Wann lohnt sich Vorsorge, die die Kasse nicht bezahlt?

Wenn eine erblich bedingte Blutgerinnungs-Störung vorliegt, ist eine Thrombose-Untersuchung sinnvoll
Wenn eine erblich bedingte Blutgerinnungs-Störung vorliegt, kann der Arzt gemeinsam mit dem Patienten sinnvolle Vorsorge-Maßnahmen, zum Beispiel eine Thrombose-Untersuchung, auswählen © shutterstock

Ärzte empfehlen immer häufiger teure Zusatz-Therapien – aber nicht alle sind immer sinnvoll. Praxisvita gibt einen Überblick über die wichtigsten iGe-Leistungen.

Sogenannte individuelle Gesundheits-Leistungen (iGeL) gehören in vielen Praxen mittlerweile zum Alltags-Geschäft. Denn jeder fünfte Deutsche nimmt sie in Anspruch, obwohl die gesetzlichen Kassen die Kosten dafür nur in Ausnahme-Fällen übernehmen. Neue Post fasst die gängigsten Selbstzahlertherapien zusammen und erklärt, wann sie notwendig sind:

 

Thrombose-Untersuchung

Dieser Check ist nur sinnvoll, wenn sie zu einer Risiko-Gruppe gehören: stark Übergewichtige, Krebs-Kranke und Menschen mit Herz-Problemen. Die Untersuchung verrät, ob ihr Blut zu leicht gerinnt – dafür wird die Protein-C-Aktivität gemessen. Wenn eine erblich bedingte Blutgerinnungsstörung vorliegt, kann der Arzt gemeinsam mit dem Patienten sinnvolle Vorbeugungs-Maßnahmen auswählen. Kosten: etwa 150 Euro.

 

Licht-Therapie

Diese Zusatz-Leistung wird vom unabhängigen iGeL-Monitor positiv bewertet: Bei einer Winter-Depression kann das Licht die Stimmung aufhellen.

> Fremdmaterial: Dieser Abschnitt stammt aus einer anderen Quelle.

use std::sync::Arc;

use chrono::{DateTime, Duration, Utc};
use dashmap::DashMap;
use rust_decimal::{Decimal, RoundingStrategy};
use serde::{Deserialize, Serialize};
use tokio::sync::Mutex;

use tollgate_core::config::GatewayConfig;
use tollgate_core::fees::FeeSchedule;
use tollgate_core::state_machine::{ChallengeEvent, ChallengeStateMachine, ChallengeStatus};
use tollgate_core::types::{ChallengeId, Currency, MarketSegment, PaymentChallenge};
use tollgate_settlement::verifier::{ExpectedPayment, SettlementVerifier};

use crate::error::GatewayError;
use crate::store::ChallengeStore;

/// Parameters for issuing a new payment challenge.
#[derive(Debug, Clone, Serialize, Deserialize)]
pub struct ChallengeRequest {
    /// What is being paid for.
    pub resource: String,
    /// Gross amount requested.
    pub amount: Decimal,
    /// Settlement unit.
    pub currency: Currency,
    /// Target settlement network.
    pub network: String,
    /// Discount segment, if any.
    pub segment: Option<MarketSegment>,
    /// Free-form resource description.
    pub description: Option<String>,
}

/// Outcome of a successful payment verification.
///
/// Monetary figures come from the challenge's original fee quote, never a
/// recomputation.
#[derive(Debug, Clone, Serialize, Deserialize)]
pub struct SettlementOutcome {
    pub challenge_id: ChallengeId,
    pub transaction_reference: String,
    /// Amount the resource owner nets, from the original quote.
    pub net_amount: Decimal,
    /// Fee actually charged, from the original quote.
    pub fee_charged: Decimal,
    pub verified_at: DateTime<Utc>,
    pub explorer_url: String,
    pub confirmations: u32,
}

/// Aggregate figures over completed challenges.
#[derive(Debug, Clone, Serialize, Deserialize)]
pub struct GatewayStatistics {
    pub total_payments: usize,
    /// Gross volume, display precision.
    pub total_volume: Decimal,
    /// Fees collected, settlement-unit precision.
    pub total_fees: Decimal,
    /// Discounts given, settlement-unit precision.
    pub total_savings: Decimal,
    /// Mean gross amount, display precision.
    pub average_transaction: Decimal,
    pub pending_payments: usize,
}

/// Outcome of one sweep pass.
#[derive(Debug, Clone, Copy, Serialize, Deserialize)]
pub struct SweepReport {
    /// Pending records transitioned to expired.
    pub expired: usize,
    /// Terminal records evicted past the retention window.
    pub evicted: usize,
}

/// The payment-challenge gateway.
///
/// Exclusively owns every challenge record. Verification is a
/// read-modify-write (expiry check, network query, transition), so calls
/// for the same challenge are serialized through a per-identifier lock;
/// different challenges verify fully in parallel. Expiry is enforced
/// lazily on access and by [`sweep`], both through the same
/// `now > expires_at` predicate.
///
/// [`sweep`]: PaymentGateway::sweep
pub struct PaymentGateway {
    config: GatewayConfig,
    fee_schedule: FeeSchedule,
    store: Arc<dyn ChallengeStore>,
    verifier: Arc<SettlementVerifier>,
    verify_locks: DashMap<ChallengeId, Arc<Mutex<()>>>,
}

impl PaymentGateway {
    /// Create a gateway over a challenge store and a settlement verifier.
    pub fn new(
        config: GatewayConfig,
        store: Arc<dyn ChallengeStore>,
        verifier: Arc<SettlementVerifier>,
    ) -> Self {
        let fee_schedule = config.fee_schedule();
        Self {
            config,
            fee_schedule,
            store,
            verifier,
            verify_locks: DashMap::new(),
        }
    }

    /// The fee schedule quoted to new challenges.
    pub fn fee_schedule(&self) -> &FeeSchedule {
        &self.fee_schedule
    }

    /// Gateway configuration.
    pub fn config(&self) -> &GatewayConfig {
        &self.config
    }

    /// Issue a new time-bounded payment challenge.
    ///
    /// The fee breakdown is computed here, once; later fee-schedule changes
    /// never alter an issued quote.
    pub fn issue_challenge(
        &self,
        request: ChallengeRequest,
    ) -> Result<PaymentChallenge, GatewayError> {
        if request.amount <= Decimal::ZERO || request.amount > self.config.max_payment_amount {
            return Err(GatewayError::InvalidAmount(format!(
                "amount must be in (0, {}], got {}",
                self.config.max_payment_amount, request.amount
            )));
        }

        if self.verifier.networks().get(&request.network).is_none() {
            return Err(GatewayError::UnsupportedNetwork(request.network));
        }

        let fee_breakdown = self.fee_schedule.calculate(request.amount, request.segment)?;

        let now = Utc::now();
        let challenge = PaymentChallenge {
            id: ChallengeId::new(),
            resource: request.resource,
            amount: request.amount,
            currency: request.currency,
            network: request.network,
            recipient_address: self.config.recipient_address.clone(),
            fee_breakdown,
            market_segment: request.segment,
            description: request.description,
            status: ChallengeStatus::Pending,
            created_at: now,
            expires_at: now + Duration::seconds(self.config.payment_timeout_secs as i64),
            transaction_reference: None,
            verified_at: None,
            payer: None,
        };

        self.store.put(challenge.clone());
        tracing::info!(
            challenge_id = %challenge.id,
            resource = %challenge.resource,
            amount = %challenge.amount,
            network = %challenge.network,
            expires_at = %challenge.expires_at,
            "payment challenge issued"
        );

        Ok(challenge)
    }

    /// Verify a proof-of-payment reference against a pending challenge.
    ///
    /// A verifier failure leaves the record pending so a corrected
    /// reference may be retried; a success transitions it to completed
    /// exactly once.
    pub async fn verify_payment(
        &self,
        id: ChallengeId,
        reference: &str,
        payer: Option<String>,
    ) -> Result<SettlementOutcome, GatewayError> {
        let lock = self.lock_for(id);
        let _guard = lock.lock().await;

        let challenge = self
            .store
            .get(&id)
            .ok_or(GatewayError::PaymentNotFound(id))?;

        match challenge.status {
            ChallengeStatus::Pending => {}
            ChallengeStatus::Completed => return Err(GatewayError::AlreadyCompleted(id)),
            ChallengeStatus::Expired => return Err(GatewayError::PaymentExpired(id)),
        }

        let now = Utc::now();
        if challenge.is_expired(now) {
            self.expire(challenge);
            return Err(GatewayError::PaymentExpired(id));
        }

        let expected = ExpectedPayment {
            recipient: challenge.recipient_address.clone(),
            amount: challenge.amount,
            currency: challenge.currency,
        };
        let verification = self
            .verifier
            .verify(&challenge.network, reference, &expected)
            .await?;

        // Re-read after the network round-trip: a sweep may have expired
        // the record while the query was in flight. The state machine is
        // the arbiter; a terminal record is never completed again.
        let current = self
            .store
            .get(&id)
            .ok_or(GatewayError::PaymentNotFound(id))?;
        let next = match ChallengeStateMachine::transition(
            current.status,
            ChallengeEvent::PaymentVerified,
        ) {
            Ok(next) => next,
            Err(_) => {
                return Err(match current.status {
                    ChallengeStatus::Expired => GatewayError::PaymentExpired(id),
                    _ => GatewayError::AlreadyCompleted(id),
                });
            }
        };

        let mut completed = current;
        completed.status = next;
        completed.transaction_reference = Some(reference.to_string());
        completed.verified_at = Some(verification.verified_at);
        completed.payer = payer;
        self.store.put(completed.clone());
        self.verify_locks.remove(&id);

        tracing::info!(
            challenge_id = %id,
            reference = %reference,
            net_amount = %completed.fee_breakdown.net_amount,
            "payment verified and settled"
        );

        Ok(SettlementOutcome {
            challenge_id: id,
            transaction_reference: reference.to_string(),
            net_amount: completed.fee_breakdown.net_amount,
            fee_charged: completed.fee_breakdown.net_fee,
            verified_at: verification.verified_at,
            explorer_url: verification.explorer_url,
            confirmations: verification.transaction.confirmations,
        })
    }

    /// Current snapshot of a challenge.
    ///
    /// A pending record past its deadline is transitioned to expired here,
    /// so a caller querying after the wall-clock deadline never observes
    /// `pending`.
    pub async fn status(&self, id: &ChallengeId) -> Option<PaymentChallenge> {
        let challenge = self.store.get(id)?;
        if challenge.status != ChallengeStatus::Pending || !challenge.is_expired(Utc::now()) {
            return Some(challenge);
        }

        let lock = self.lock_for(*id);
        let _guard = lock.lock().await;
        let current = self.store.get(id)?;
        if current.status == ChallengeStatus::Pending && current.is_expired(Utc::now()) {
            return Some(self.expire(current));
        }
        Some(current)
    }

    /// Capability check: true only for a completed challenge.
    pub fn is_authorized(&self, id: &ChallengeId) -> bool {
        self.store
            .get(id)
            .map(|challenge| challenge.status == ChallengeStatus::Completed)
            .unwrap_or(false)
    }

    /// Aggregate statistics over completed challenges.
    pub fn statistics(&self) -> GatewayStatistics {
        let now = Utc::now();
        let mut total_payments = 0usize;
        let mut total_volume = Decimal::ZERO;
        let mut total_fees = Decimal::ZERO;
        let mut total_savings = Decimal::ZERO;
        let mut pending_payments = 0usize;

        for challenge in self.store.all() {
            match challenge.status {
                ChallengeStatus::Completed => {
                    total_payments += 1;
                    total_volume += challenge.amount;
                    total_fees += challenge.fee_breakdown.net_fee;
                    total_savings += challenge.fee_breakdown.discount_amount;
                }
                // A pending record past its deadline is already expired
                // from the caller's point of view.
                ChallengeStatus::Pending if !challenge.is_expired(now) => {
                    pending_payments += 1;
                }
                _ => {}
            }
        }

        let average_transaction = if total_payments > 0 {
            (total_volume / Decimal::from(total_payments as u64))
                .round_dp_with_strategy(2, RoundingStrategy::MidpointAwayFromZero)
        } else {
            Decimal::ZERO
        };

        GatewayStatistics {
            total_payments,
            total_volume: total_volume
                .round_dp_with_strategy(2, RoundingStrategy::MidpointAwayFromZero),
            total_fees: total_fees
                .round_dp_with_strategy(8, RoundingStrategy::MidpointAwayFromZero),
            total_savings: total_savings
                .round_dp_with_strategy(8, RoundingStrategy::MidpointAwayFromZero),
            average_transaction,
            pending_payments,
        }
    }

    /// Expire overdue pending records and evict terminal records past the
    /// retention window. Driven externally on a periodic schedule; shares
    /// the lazy path's expiry predicate.
    pub async fn sweep(&self, now: DateTime<Utc>) -> SweepReport {
        let mut expired = 0usize;
        for challenge in self.store.all() {
            if challenge.status != ChallengeStatus::Pending || !challenge.is_expired(now) {
                continue;
            }
            let lock = self.lock_for(challenge.id);
            let _guard = lock.lock().await;
            // Re-read under the lock; an in-flight verification may have
            // completed the record since the snapshot.
            if let Some(current) = self.store.get(&challenge.id) {
                if current.status == ChallengeStatus::Pending && current.is_expired(now) {
                    self.expire(current);
                    expired += 1;
                }
            }
        }

        let retention = Duration::seconds(self.config.retention_secs as i64);
        let evicted = self.store.sweep_expired(now - retention);

        if expired > 0 || evicted > 0 {
            tracing::info!(expired, evicted, "challenge sweep complete");
        }

        SweepReport { expired, evicted }
    }

    fn lock_for(&self, id: ChallengeId) -> Arc<Mutex<()>> {
        self.verify_locks
            .entry(id)
            .or_insert_with(|| Arc::new(Mutex::new(())))
            .clone()
    }

    /// Transition a pending record to expired and store it.
    fn expire(&self, challenge: PaymentChallenge) -> PaymentChallenge {
        let mut expired = challenge;
        // Pending → Expired is always a legal transition.
        expired.status =
            ChallengeStateMachine::transition(expired.status, ChallengeEvent::TimedOut)
                .unwrap_or(ChallengeStatus::Expired);
        self.store.put(expired.clone());
        self.verify_locks.remove(&expired.id);
        tracing::info!(challenge_id = %expired.id, "payment challenge expired");
        expired
    }
}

Kosten: rund 10 Euro pro Behandlung.

 

Augen-Innendruck messen

Viele Fachärzte empfehlen vor allem über 50-Jährigen eine Augen-Innendruck-Messung. Damit kann der grüne Star (Glaukom) frühzeitig erkannt werden. Diese Selbstzahler-Leistung wird in Deutschland am häufigsten in Anspruch genommen. Wichtig ist dabei allerdings, dass der Check mit einer Sehnervuntersuchung, Messung der Hornhaut-Dicke und Gesichtsfeld-Bestimmung kombiniert wird. Kosten: rund 120 Euro. Sinnvoll ist diese Untersuchung vor allem für extrem kurzsichtige Menschen.

 

Zahn-Reinigung

Die Entfernung von Zahnstein ist einmal jährlich eine Kassen-Leistung. Die vorbeugende Zahn-Reinigung muss der Patient jedoch selbst bezahlen. Hierbei werden auch Plaque und Ablagerungen entfernt. Empfohlen wird die Reinigung auf alle Fälle für Menschen, die an Parodontitis leiden – einer bakteriellen Entzündung, die das Zahnfleisch schädigt. Für alle anderen ist der Nutzen umstritten. Der iGeL-Monitor gibt keine klare Empfehlung. Es wird hingegen angegeben, dass eine Anleitung für richtige Mund-Hygiene mehr bringen würde. Achtung: Vor einer Zahn-Reinigung unbedingt Angebote vergleichen. Die Kosten liegen zwischen 50 und 250 Euro.

 

Vitamin-Check

Grundsätzlich sind die meisten Menschen in Deutschland ausreichend mit Vitaminen versorgt. Doch in bestimmten Lebenssituationen ist ein Mehr-Bedarf an Vitalstoffen nötig: zum Beispiel bei chronisch Kranken oder bei hoher Belastung. Der Hausarzt bespricht beim Check die Essgewohnheiten und führt einen Bluttest durch. Kosten: bis zu 90 Euro.